As a parent you love all your children just as much, that goes without saying. However, that sometimes works slightly differently in small children’s brains. The result: fierce competition between brothers and sisters. How can you prevent such a mutual struggle and what do you do about it, once it breaks loose?
Competition between children
- “Mommy is mine!”
- “I had that hug first”
- “He hit me”
Recognizable? The life of a family is not always about roses. That is not the case with anyone; you are no exception to this. Fierce competition can sometimes erupt in families with several kids. Brothers and sisters cannot air or see each other. The reason can be found in many corners and varies from jealousy to rooster behavior and from age difference to clashing characters.
They can get intensely angry, brothers. Fraternal rivalry ranges from virtue areas and minor bullying to fraternal competition. The battle of the fittest, defending male honor or a fight for mommy. As a parent, it is important to adhere to ‘we will share everything’ as a motto and, above all, not to get carried away in the fight. Of course correct excessive behavior.
Cinderella seen? Sisters can be that mean! Unlike siblings, sisters are often not jealous of Mama’s attention but of things. Sister fights often concern Barbie’s, dolls, or dresses. The one has more than the other. Don’t give in to this. “Then the other person was lucky”, is a good response. If you reward your jealous behavior, chances are that this will become a fixed tactic in the heat of battle. ‘Standing in the shadow of your sister’ is also a common conflict in girls’ families. Teach them that everyone has unique characteristics, that nobody is more or less, and that they are in a different shade.
If you have a family with three children, there may sometimes be a ‘third wheel in the car situation’. The age difference between the oldest and youngest child may be too big to spend with each other. Or one of the children has a completely different character compared to the other two. A child who feels excluded can sometimes move more towards the parents, which in turn can lead to jealousy among the others. Here to the advice is to remain objective and to assume the role of mediator.
What to do?
We have just given a few tips, but if this has not diminished the fight at home, the advice below may be useful.

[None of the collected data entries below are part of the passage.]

#[cfg(test)]
mod tests {
    use super::*;
    use crate::config::StandardWeights;
    use crate::logic::{Literal, Signature};

    struct TestCtx {
        bank: TermBank,
        next_id: u32,
    }

    impl TestCtx {
        fn new() -> Self {
            let mut sig = Signature::new();
            sig.add_symbol("a", 0).unwrap();
            sig.add_symbol("b", 0).unwrap();
            sig.add_symbol("f", 1).unwrap();
            sig.add_predicate("p", 1).unwrap();
            sig.add_predicate("q", 1).unwrap();
            TestCtx {
                bank: TermBank::new(sig, StandardWeights::default()).unwrap(),
                next_id: 0,
            }
        }

        fn t(&mut self, name: &str, args: &[TermId]) -> TermId {
            let s = self.bank.signature().get(name).unwrap();
            self.bank.app(s, args).unwrap()
        }

        fn atom(&mut self, positive: bool, name: &str, arg: TermId) -> Literal {
            let a = self.t(name, &[arg]);
            Literal::atom(&self.bank, positive, a)
        }

        fn clause(&mut self, lits: Vec<Literal>) -> Clause {
            self.next_id += 1;
            Clause::new(ClauseId(self.next_id), lits, &self.bank)
        }

        fn sorted(iter: impl Iterator<Item = ClauseId>) -> Vec<ClauseId> {
            let mut ids: Vec<ClauseId> = iter.collect();
            ids.sort();
            ids
        }
    }

    #[test]
    fn test_routing_and_queries() {
        let mut ctx = TestCtx::new();
        let a = ctx.t("a", &[]);
        let x = ctx.bank.var(0);
        let px = ctx.atom(true, "p", x);
        let pa = ctx.atom(true, "p", a);
        let qa = ctx.atom(false, "q", a);

        let unit = ctx.clause(vec![px]);
        let pair = ctx.clause(vec![pa, qa]);
        let mut index = EsIndex::new(&IndexConfig::default());
        index.insert_clause(&ctx.bank, &unit);
        index.insert_clause(&ctx.bank, &pair);

        assert_eq!(index.membership(unit.id).unwrap().placement, Some(Placement::UnitClauses));
        assert_eq!(index.membership(pair.id).unwrap().placement, Some(Placement::FeatureVectors));

        // p(x) subsumes p(a) | ~q(a) through its literal
        let subsumers = TestCtx::sorted(index.subsumer_candidates(&ctx.bank, &pair));
        assert_eq!(subsumers, vec![unit.id, pair.id]);
        let subsumed = TestCtx::sorted(index.subsumed_candidates(&ctx.bank, &unit));
        assert_eq!(subsumed, vec![unit.id, pair.id]);

        let empty = ctx.clause(vec![]);
        let all = TestCtx::sorted(index.subsumed_candidates(&ctx.bank, &empty));
        assert_eq!(all, vec![unit.id, pair.id]);

        assert!(index.delete_entry(unit.id));
        assert!(!index.delete_entry(unit.id));
        assert!(!index.is_indexed(unit.id));
        let subsumers = TestCtx::sorted(index.subsumer_candidates(&ctx.bank, &pair));
        assert_eq!(subsumers, vec![pair.id]);
    }

    #[test]
    fn test_demodulators() {
        let mut ctx = TestCtx::new();
        let a = ctx.t("a", &[]);
        let b = ctx.t("b", &[]);
        let x = ctx.bank.var(0);
        let fx = ctx.t("f", &[x]);
        let fa = ctx.t("f", &[a]);

        let mut oriented = Literal::equation(true, fx, x);
        oriented.oriented = true;
        let rule = ctx.clause(vec![oriented]);
        let swap = ctx.clause(vec![Literal::equation(true, a, b)]);

        let mut index = EsIndex::new(&IndexConfig::default());
        index.insert_demodulator(&ctx.bank, &rule).unwrap();
        index.insert_demodulator(&ctx.bank, &swap).unwrap();
        assert_eq!(index.stats().demodulator_entries, 3);
        assert_eq!(index.stats().demodulators, 2);
        assert_eq!(index.stats().clauses, 0);

        let hits: Vec<DemodEntry> = index.demodulator_candidates(&ctx.bank, fa).collect();
        assert_eq!(hits, vec![DemodEntry { clause: rule.id, literal: 0, side: Side::Left }]);
        let hits: Vec<DemodEntry> = index.demodulator_candidates(&ctx.bank, b).collect();
        assert_eq!(hits, vec![DemodEntry { clause: swap.id, literal: 0, side: Side::Right }]);

        assert!(index.delete_entry(swap.id));
        assert_eq!(index.demodulator_candidates(&ctx.bank, b).count(), 0);
        assert_eq!(index.stats().demodulator_entries, 1);

        let neg = ctx.clause(vec![Literal::equation(false, a, b)]);
        assert!(matches!(
            index.insert_demodulator(&ctx.bank, &neg),
            Err(TermIndexError::NotADemodulator(_))
        ));
        let pa = ctx.atom(true, "p", a);
        let atom = ctx.clause(vec![pa]);
        assert!(index.insert_demodulator(&ctx.bank, &atom).is_err());
        assert!(!index.is_indexed(neg.id));
    }

    #[test]
    fn test_disabled_sub_indices() {
        let mut ctx = TestCtx::new();
        let a = ctx.t("a", &[]);
        let pa = ctx.atom(true, "p", a);
        let unit = ctx.clause(vec![pa]);
        let config = IndexConfig {
            unit_clauses: false,
            demodulators: false,
            ..IndexConfig::default()
        };
        let mut index = EsIndex::new(&config);
        index.insert_clause(&ctx.bank, &unit);
        assert_eq!(index.membership(unit.id).unwrap().placement, Some(Placement::Unindexed));
        assert!(index.is_indexed(unit.id));
        assert_eq!(index.subsumer_candidates(&ctx.bank, &unit).count(), 0);

        let eq = ctx.clause(vec![Literal::equation(true, a, a)]);
        index.insert_demodulator(&ctx.bank, &eq).unwrap();
        assert_eq!(index.demodulator_candidates(&ctx.bank, a).count(), 0);
        assert_eq!(index.stats().demodulators, 1);
        assert!(index.delete_entry(eq.id));
    }

    #[test]
    fn test_members_in_insertion_order() {
        let mut ctx = TestCtx::new();
        let a = ctx.t("a", &[]);
        let b = ctx.t("b", &[]);
        let mut index = EsIndex::new(&IndexConfig::default());
        let mut ids = Vec::new();
        for t in [b, a, b] {
            let lit = ctx.atom(false, "q", t);
            let c = ctx.clause(vec![lit]);
            index.insert_clause(&ctx.bank, &c);
            ids.push(c.id);
        }
        index.delete_entry(ids[1]);
        let order: Vec<ClauseId> = index.members().map(|(id, _)| id).collect();
        assert_eq!(order, vec![ids[0], ids[2]]);
        assert_eq!(index.len(), 2);
    }

    #[test]
    #[should_panic(expected = "inserted twice")]
    fn test_double_insert_is_fatal() {
        let mut ctx = TestCtx::new();
        let a = ctx.t("a", &[]);
        let pa = ctx.atom(true, "p", a);
        let c = ctx.clause(vec![pa]);
        let mut index = EsIndex::new(&IndexConfig::default());
        index.insert_clause(&ctx.bank, &c);
        index.insert_clause(&ctx.bank, &c);
    }

    #[test]
    #[should_panic(expected = "cached weight")]
    fn test_stale_weight_is_fatal() {
        let mut ctx = TestCtx::new();
        let a = ctx.t("a", &[]);
        let fa = ctx.t("f", &[a]);
        let pa = ctx.atom(true, "p", a);
        let qa = ctx.atom(true, "q", a);
        let mut c = ctx.clause(vec![pa, qa]);
        c.literals_mut()[0] = ctx.atom(true, "p", fa);
        EsIndex::new(&IndexConfig::default()).insert_clause(&ctx.bank, &c);
    }
}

Keep yourself out of the conflict for as long as possible
Do you hear from the kitchen that the kids are in disagreement? Maybe you are wrong? Do NOT attempt to interfere as long as possible. Let them fight it out yourself and radiate that you don’t pay attention in a negative way. Of course, it will be a different story if they get in each other’s hair or the toys fly through the room, but you don’t give home until the war really breaks out.
Draw a line
Make sure that you as parents are on the same line and apply the same rules to everyone. This way you run the least chance of jealous glances and disagreements between siblings. Correct negative behavior in all children in the same way and use the same consequences. Also, tell what he or she has done wrong and why this is not allowed. In this way it is clear to the child why he or she is being addressed and what needs to be changed in the future.
Cast out arguments
This advice is somewhat consistent with open communication when correcting negative behavior. Children still have a lot to learn, so always say things to each other. It is good to make them realize that arguing is part of it, but make up for it too! Sometimes ‘sorry’ and a hand is enough.